If you think civilian competencies are bad, try a DOD/GS job. It takes days to complete annual competencies, and that's just the annual stuff--not including those classes/in-services that are due every quarter, month, etc.

Specializes in Critical Care.
We have to do these competencies (we call them CHEX web) all the time too. I think some of them are irritating, and some are interesting and good for review (like cardiac or trauma)...but the one I liked the best had to do with what we are supposed to do if a gunman came into the unit. I thought that was fun...but i think i may have a twisted sense of perspective.

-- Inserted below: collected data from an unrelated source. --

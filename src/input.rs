//! Keyboard and mouse handling.
//!
//! Window events are first narrowed to [`InputEvent`], a small sum type that
//! carries only what the viewer reacts to. [`InputHandler`] then applies those
//! events to a [`SceneState`]. Nothing here needs a window or a GPU, so tests
//! drive the handler with synthetic events and inspect the resulting state.

use glam::Vec2;
use winit::event::{ElementState, MouseScrollDelta, WindowEvent};
use winit::keyboard::{KeyCode, PhysicalKey};

use crate::animator::Axis;
use crate::config::ViewerConfig;
use crate::scene::SceneState;

/// A window-independent input event.
#[derive(Clone, Copy, Debug, PartialEq)]
pub enum InputEvent {
    KeyDown(KeyCode),
    KeyUp(KeyCode),
    /// Auto-repeat while a key is held.
    KeyRepeat(KeyCode),
    /// Cursor position in window coordinates (y grows downward).
    MouseMove { x: f32, y: f32 },
    /// Scroll offset in lines; positive `dy` scrolls up.
    Scroll { dx: f32, dy: f32 },
}

impl InputEvent {
    /// Narrow a winit window event. Returns `None` for events the viewer ignores.
    pub fn from_window_event(event: &WindowEvent) -> Option<Self> {
        match event {
            WindowEvent::KeyboardInput { event, .. } => {
                let PhysicalKey::Code(key) = event.physical_key else {
                    return None;
                };
                Some(match (event.state, event.repeat) {
                    (ElementState::Pressed, false) => InputEvent::KeyDown(key),
                    (ElementState::Pressed, true) => InputEvent::KeyRepeat(key),
                    (ElementState::Released, _) => InputEvent::KeyUp(key),
                })
            }
            WindowEvent::CursorMoved { position, .. } => Some(InputEvent::MouseMove {
                x: position.x as f32,
                y: position.y as f32,
            }),
            WindowEvent::MouseWheel { delta, .. } => {
                let d = match delta {
                    MouseScrollDelta::LineDelta(x, y) => Vec2::new(*x, *y),
                    MouseScrollDelta::PixelDelta(pos) => {
                        Vec2::new(pos.x as f32, pos.y as f32) / 120.0
                    }
                };
                Some(InputEvent::Scroll { dx: d.x, dy: d.y })
            }
            _ => None,
        }
    }
}

/// What a key means to the viewer.
#[derive(Clone, Copy, Debug, PartialEq)]
pub enum Command {
    /// Snap-rotate about an axis; the sign gives the direction.
    Rotate(Axis, f32),
    /// Scale by a signed number of steps.
    Scale(f32),
    /// Translate along an axis by a signed number of steps.
    Translate(Axis, f32),
    Spawn,
    ToggleWireframe,
    ToggleAxes,
    ToggleCameraMode,
    Reset,
    Exit,
}

impl Command {
    pub fn for_key(key: KeyCode) -> Option<Self> {
        let command = match key {
            KeyCode::KeyW => Command::Rotate(Axis::X, -1.0),
            KeyCode::KeyS => Command::Rotate(Axis::X, 1.0),
            KeyCode::KeyA => Command::Rotate(Axis::Y, -1.0),
            KeyCode::KeyD => Command::Rotate(Axis::Y, 1.0),
            KeyCode::KeyI => Command::Rotate(Axis::Z, 1.0),
            KeyCode::KeyJ => Command::Rotate(Axis::Z, -1.0),
            KeyCode::BracketLeft => Command::Scale(-1.0),
            KeyCode::BracketRight => Command::Scale(1.0),
            KeyCode::ArrowLeft => Command::Translate(Axis::X, -1.0),
            KeyCode::ArrowRight => Command::Translate(Axis::X, 1.0),
            KeyCode::ArrowDown => Command::Translate(Axis::Y, -1.0),
            KeyCode::ArrowUp => Command::Translate(Axis::Y, 1.0),
            KeyCode::PageDown => Command::Translate(Axis::Z, -1.0),
            KeyCode::PageUp => Command::Translate(Axis::Z, 1.0),
            KeyCode::Space => Command::Spawn,
            KeyCode::KeyF => Command::ToggleWireframe,
            KeyCode::KeyX => Command::ToggleAxes,
            KeyCode::KeyC => Command::ToggleCameraMode,
            KeyCode::KeyR => Command::Reset,
            KeyCode::Escape => Command::Exit,
            _ => return None,
        };
        Some(command)
    }

    /// Held commands fire on every auto-repeat; the rest only on the initial press.
    pub fn repeats(self) -> bool {
        matches!(self, Command::Scale(_) | Command::Translate(..))
    }
}

/// A request from the input handler to the windowing layer.
#[derive(Clone, Copy, Debug, PartialEq, Eq)]
pub enum Effect {
    /// Grab and hide the cursor (`true`) or release it (`false`).
    CaptureCursor(bool),
    Exit,
}

/// Applies [`InputEvent`]s to a [`SceneState`].
#[derive(Clone, Debug)]
pub struct InputHandler {
    translate_step: f32,
    scale_step: f32,
    sensitivity: f32,
    pitch_range: (f32, f32),
    yaw_range: Option<(f32, f32)>,
    fov_range: (f32, f32),
    /// Last cursor sample in camera mode; `None` until the first one arrives.
    last_cursor: Option<Vec2>,
}

impl InputHandler {
    pub fn new(config: &ViewerConfig) -> Self {
        Self {
            translate_step: config.translate_step,
            scale_step: config.scale_step,
            sensitivity: config.mouse_sensitivity,
            pitch_range: config.pitch_range,
            yaw_range: config.yaw_range,
            fov_range: config.fov_range,
            last_cursor: None,
        }
    }

    pub fn handle(&mut self, scene: &mut SceneState, event: InputEvent) -> Option<Effect> {
        match event {
            InputEvent::KeyDown(key) => self.apply(scene, Command::for_key(key)?),
            InputEvent::KeyRepeat(key) => {
                let command = Command::for_key(key).filter(|c| c.repeats())?;
                self.apply(scene, command)
            }
            InputEvent::KeyUp(_) => None,
            InputEvent::MouseMove { x, y } => {
                self.mouse_move(scene, Vec2::new(x, y));
                None
            }
            InputEvent::Scroll { dy, .. } => {
                scene.camera.zoom(dy, self.fov_range);
                None
            }
        }
    }

    /// Apply a command directly, bypassing key lookup.
    pub fn apply(&mut self, scene: &mut SceneState, command: Command) -> Option<Effect> {
        match command {
            Command::Rotate(axis, direction) => {
                if !scene.animator.begin(axis, direction) {
                    log::trace!("rotation on {axis:?} ignored, animation in flight");
                }
            }
            Command::Scale(sign) => scene.transform.adjust_scale(sign * self.scale_step),
            Command::Translate(axis, sign) => {
                scene.transform.translate(axis, sign * self.translate_step)
            }
            Command::Spawn => match scene.spawn_instance() {
                Some(p) => log::info!(
                    "new cube at ({:.2}, {:.2}, {:.2}), total: {}",
                    p.x,
                    p.y,
                    p.z,
                    scene.instances.len()
                ),
                None => log::debug!(
                    "instance limit of {} reached",
                    scene.instances.capacity()
                ),
            },
            Command::ToggleWireframe => {
                scene.wireframe = !scene.wireframe;
                log::debug!("wireframe: {}", scene.wireframe);
            }
            Command::ToggleAxes => {
                scene.show_axes = !scene.show_axes;
                log::debug!("axes: {}", scene.show_axes);
            }
            Command::ToggleCameraMode => {
                scene.camera_mode = !scene.camera_mode;
                self.last_cursor = None;
                log::debug!("camera mode: {}", scene.camera_mode);
                return Some(Effect::CaptureCursor(scene.camera_mode));
            }
            Command::Reset => {
                scene.reset();
                log::debug!("view reset");
            }
            Command::Exit => return Some(Effect::Exit),
        }
        None
    }

    fn mouse_move(&mut self, scene: &mut SceneState, position: Vec2) {
        if !scene.camera_mode {
            return;
        }

        let Some(last) = self.last_cursor.replace(position) else {
            return;
        };

        // Window y grows downward; pitch grows upward.
        let dx = position.x - last.x;
        let dy = last.y - position.y;
        scene
            .camera
            .look(dx, dy, self.sensitivity, self.pitch_range, self.yaw_range);
    }
}

#[cfg(test)]
mod tests {
    use super::*;
    use glam::Vec3;

    fn setup() -> (InputHandler, SceneState) {
        let config = ViewerConfig::default();
        (InputHandler::new(&config), SceneState::new(&config))
    }

    fn press(handler: &mut InputHandler, scene: &mut SceneState, key: KeyCode) -> Option<Effect> {
        handler.handle(scene, InputEvent::KeyDown(key))
    }

    #[test]
    fn scale_down_stops_at_minimum() {
        let (mut handler, mut scene) = setup();
        assert_eq!(scene.transform.scale, 1.0);

        for _ in 0..9 {
            press(&mut handler, &mut scene, KeyCode::BracketLeft);
        }
        assert!((scene.transform.scale - 0.1).abs() < 1e-5);

        for _ in 0..5 {
            press(&mut handler, &mut scene, KeyCode::BracketLeft);
        }
        assert!((scene.transform.scale - 0.1).abs() < 1e-5);
        assert!(scene.transform.scale >= 0.1);
    }

    #[test]
    fn held_keys_repeat_but_toggles_do_not() {
        let (mut handler, mut scene) = setup();

        for _ in 0..3 {
            handler.handle(&mut scene, InputEvent::KeyRepeat(KeyCode::ArrowRight));
        }
        assert!((scene.transform.translation.x - 0.3).abs() < 1e-5);

        handler.handle(&mut scene, InputEvent::KeyRepeat(KeyCode::KeyF));
        handler.handle(&mut scene, InputEvent::KeyRepeat(KeyCode::Space));
        assert!(!scene.wireframe);
        assert_eq!(scene.instances.len(), 1);
    }

    #[test]
    fn scale_up_repeat_clamps_to_maximum() {
        let (mut handler, mut scene) = setup();
        for _ in 0..100 {
            handler.handle(&mut scene, InputEvent::KeyRepeat(KeyCode::BracketRight));
            assert!(scene.transform.scale <= 3.0);
        }
        assert!((scene.transform.scale - 3.0).abs() < 1e-5);
    }

    #[test]
    fn spawn_from_startup_camera() {
        let (mut handler, mut scene) = setup();
        let camera_pos = Vec3::new(3.5, 2.5, 5.0);
        assert!(scene.camera.position.abs_diff_eq(camera_pos, 1e-6));

        press(&mut handler, &mut scene, KeyCode::Space);

        let expected = camera_pos + (Vec3::ZERO - camera_pos).normalize() * 3.0;
        assert_eq!(scene.instances.len(), 2);
        assert!(scene.instances.positions()[1].abs_diff_eq(expected, 1e-5));
    }

    #[test]
    fn eleventh_spawn_is_noop() {
        let (mut handler, mut scene) = setup();
        for _ in 0..25 {
            press(&mut handler, &mut scene, KeyCode::Space);
            assert!(scene.instances.len() <= 10);
        }
        assert_eq!(scene.instances.len(), 10);
    }

    #[test]
    fn scroll_keeps_fov_in_range() {
        let (mut handler, mut scene) = setup();
        let scrolls = [30.0, 30.0, -7.5, 100.0, -1000.0, 0.5, 44.0];
        for dy in scrolls {
            handler.handle(&mut scene, InputEvent::Scroll { dx: 0.0, dy });
            assert!((1.0..=90.0).contains(&scene.camera.fov));
        }
        assert_eq!(scene.camera.fov, 45.5);
    }

    #[test]
    fn mouse_ignored_outside_camera_mode() {
        let (mut handler, mut scene) = setup();
        let before = scene.camera;
        handler.handle(&mut scene, InputEvent::MouseMove { x: 10.0, y: 10.0 });
        handler.handle(&mut scene, InputEvent::MouseMove { x: 900.0, y: 40.0 });
        assert_eq!(scene.camera, before);
    }

    #[test]
    fn camera_mode_discards_first_sample() {
        let (mut handler, mut scene) = setup();
        let effect = press(&mut handler, &mut scene, KeyCode::KeyC);
        assert_eq!(effect, Some(Effect::CaptureCursor(true)));

        let before = scene.camera;
        handler.handle(&mut scene, InputEvent::MouseMove { x: 800.0, y: 20.0 });
        assert_eq!(scene.camera, before);

        // 20px right, 10px up.
        handler.handle(&mut scene, InputEvent::MouseMove { x: 820.0, y: 10.0 });
        assert!((scene.camera.yaw - (before.yaw + 2.0)).abs() < 1e-4);
        assert!((scene.camera.pitch - (before.pitch + 1.0)).abs() < 1e-4);

        let effect = press(&mut handler, &mut scene, KeyCode::KeyC);
        assert_eq!(effect, Some(Effect::CaptureCursor(false)));
    }

    #[test]
    fn mouse_moves_keep_angles_in_window() {
        let (mut handler, mut scene) = setup();
        press(&mut handler, &mut scene, KeyCode::KeyC);

        let path = [
            (0.0, 0.0),
            (5000.0, -3000.0),
            (-9000.0, 4000.0),
            (120.0, 60.0),
            (-50.0, 20000.0),
        ];
        for (x, y) in path {
            handler.handle(&mut scene, InputEvent::MouseMove { x, y });
            assert!((-45.0..=-15.0).contains(&scene.camera.pitch));
            assert!((-135.0..=-45.0).contains(&scene.camera.yaw));
        }
    }

    #[test]
    fn rotation_ignored_while_animating() {
        let (mut handler, mut scene) = setup();
        press(&mut handler, &mut scene, KeyCode::KeyW);
        assert!(scene.animator.is_animating());
        assert_eq!(scene.animator.targets(), [-90.0, 0.0, 0.0]);

        scene.animator.step();
        let before = scene.animator.clone();
        press(&mut handler, &mut scene, KeyCode::KeyD);
        press(&mut handler, &mut scene, KeyCode::KeyS);
        assert_eq!(scene.animator, before);

        while scene.animator.is_animating() {
            scene.animator.step();
        }
        assert_eq!(scene.rotation_degrees(), [-90.0, 0.0, 0.0]);

        press(&mut handler, &mut scene, KeyCode::KeyI);
        assert_eq!(scene.animator.targets(), [-90.0, 0.0, 90.0]);
    }

    #[test]
    fn reset_restores_defaults_but_keeps_instances() {
        let (mut handler, mut scene) = setup();
        let startup_camera = scene.camera;

        press(&mut handler, &mut scene, KeyCode::Space);
        press(&mut handler, &mut scene, KeyCode::Space);
        press(&mut handler, &mut scene, KeyCode::BracketRight);
        press(&mut handler, &mut scene, KeyCode::PageUp);
        press(&mut handler, &mut scene, KeyCode::KeyA);
        handler.handle(&mut scene, InputEvent::Scroll { dx: 0.0, dy: 12.0 });
        press(&mut handler, &mut scene, KeyCode::KeyC);
        handler.handle(&mut scene, InputEvent::MouseMove { x: 0.0, y: 0.0 });
        handler.handle(&mut scene, InputEvent::MouseMove { x: 40.0, y: 40.0 });

        press(&mut handler, &mut scene, KeyCode::KeyR);

        assert_eq!(scene.instances.len(), 3);
        assert_eq!(scene.camera, startup_camera);
        assert_eq!(scene.transform.scale, 1.0);
        assert_eq!(scene.transform.translation, Vec3::ZERO);
        assert_eq!(scene.rotation_degrees(), [0.0; 3]);
        assert!(!scene.animator.is_animating());
    }

    #[test]
    fn toggles_and_exit() {
        let (mut handler, mut scene) = setup();
        assert!(scene.show_axes);

        press(&mut handler, &mut scene, KeyCode::KeyF);
        press(&mut handler, &mut scene, KeyCode::KeyX);
        assert!(scene.wireframe);
        assert!(!scene.show_axes);

        assert_eq!(press(&mut handler, &mut scene, KeyCode::Escape), Some(Effect::Exit));
        assert_eq!(press(&mut handler, &mut scene, KeyCode::KeyQ), None);
        assert_eq!(handler.handle(&mut scene, InputEvent::KeyUp(KeyCode::Escape)), None);
    }
}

We have active shooter classes and the best was when the cop tried to scare everyone by pretending he was a shooter and one of the nurses instinctively threw her drink at him. Priceless!

Specializes in ICU.

My time is MY TIME. If I can't be on a skateboard, I need to get paid. Nurses don't work salary jobs for a reason!

Specializes in ICU.

GI employees are technically paid for 24/7. When civilian nurses leave the building, all compensation stops. No comparison, really. Sorry

Specializes in CCU, SICU, CVSICU, Precepting & Teaching.
Well, you could look at it like this: you are getting paid to sit at a computer. You aren't running your legs off, and you can ignore any call lights that you see or hear. How's that for putting a positive spin on a boring, repetitive task?

I figure it must be government mandated, because everyone seems to have to do them, regardless of what kind of nursing they work in. In this day of stalkers and identity theft, I guess they figure we can't be too careful.

If you want to laugh, watch an old police show from the '70s, like "Starsky and Hutch" or "Charlie's Angels" when the episode takes place in a healthcare setting.

Hutch: "Is Mrs. Jones a patient in this hospital?"

Nurse: "Yes, she's in room 415, but she's being discharged first thing tomorrow morning. Her son, Don, is supposed to pick her up."

HIPAA? What's that? Ah, the good old days! :roflmao:

We can get our competencies done at work -- which means we sandwich them in between call lights and codes . . . we don't "get to ignore" anything. Some night shifts are slow enough that one can get an entire competency done between call lights. Others not so much. If we're away from the computer too long, some provider or tech will log us out and use that computer (for some unknown reason, they have to use the computer in front of the chair with my jacket on it, with my purse, drink and notes right beside it instead of the completely unoccupied computer two feet away). Or the competency will reset to the beginning. If you try to click through it to the part where you left off, you get a "WARNING: Your supervisor will be informed that you are not reading this material."

Or we can do them at home on our own time. No pay. But it has the advantage of no call lights, and no codes, and no one preempts my computer when I get up to get a drink.

Specializes in HH, Peds, Rehab, Clinical.
Ah, continuing education that seems so repetitive!!!! Yes, it is all about accrediation and funding and keeping your staff up to date!! I am the type of person who hates having educational stuff crammed down my throat. I love learning, just not the same thing over and over. To challenge your facility, see how many HIPPA violations happen in a day. Is all the chart/EMR in a private area where on-lookers cannot see it. Is there a pt census board with the patients names listed where everyone can see? What about someone who calls patient information, are they truly allowed to release the name of a patient and what room they are in?? Kind of makes it a little more fun!![/quote

HIPAA

Specializes in Emergency, Telemetry, Transplant.
(for some unknown reason, they have to use the computer in front of the chair with my jacket on it, with my purse, drink and notes right beside it instead of the completely unoccupied computer two feet away)

Well, the really important question is was the drink covered??? If it was, shame on them. If not, you got what you deserved. :whistling:

(In all seriousness, it bothers the heck out me when someone steals my computer when I am clearly in the middle of doing something….how would that resident feel if I did the same to him/her?)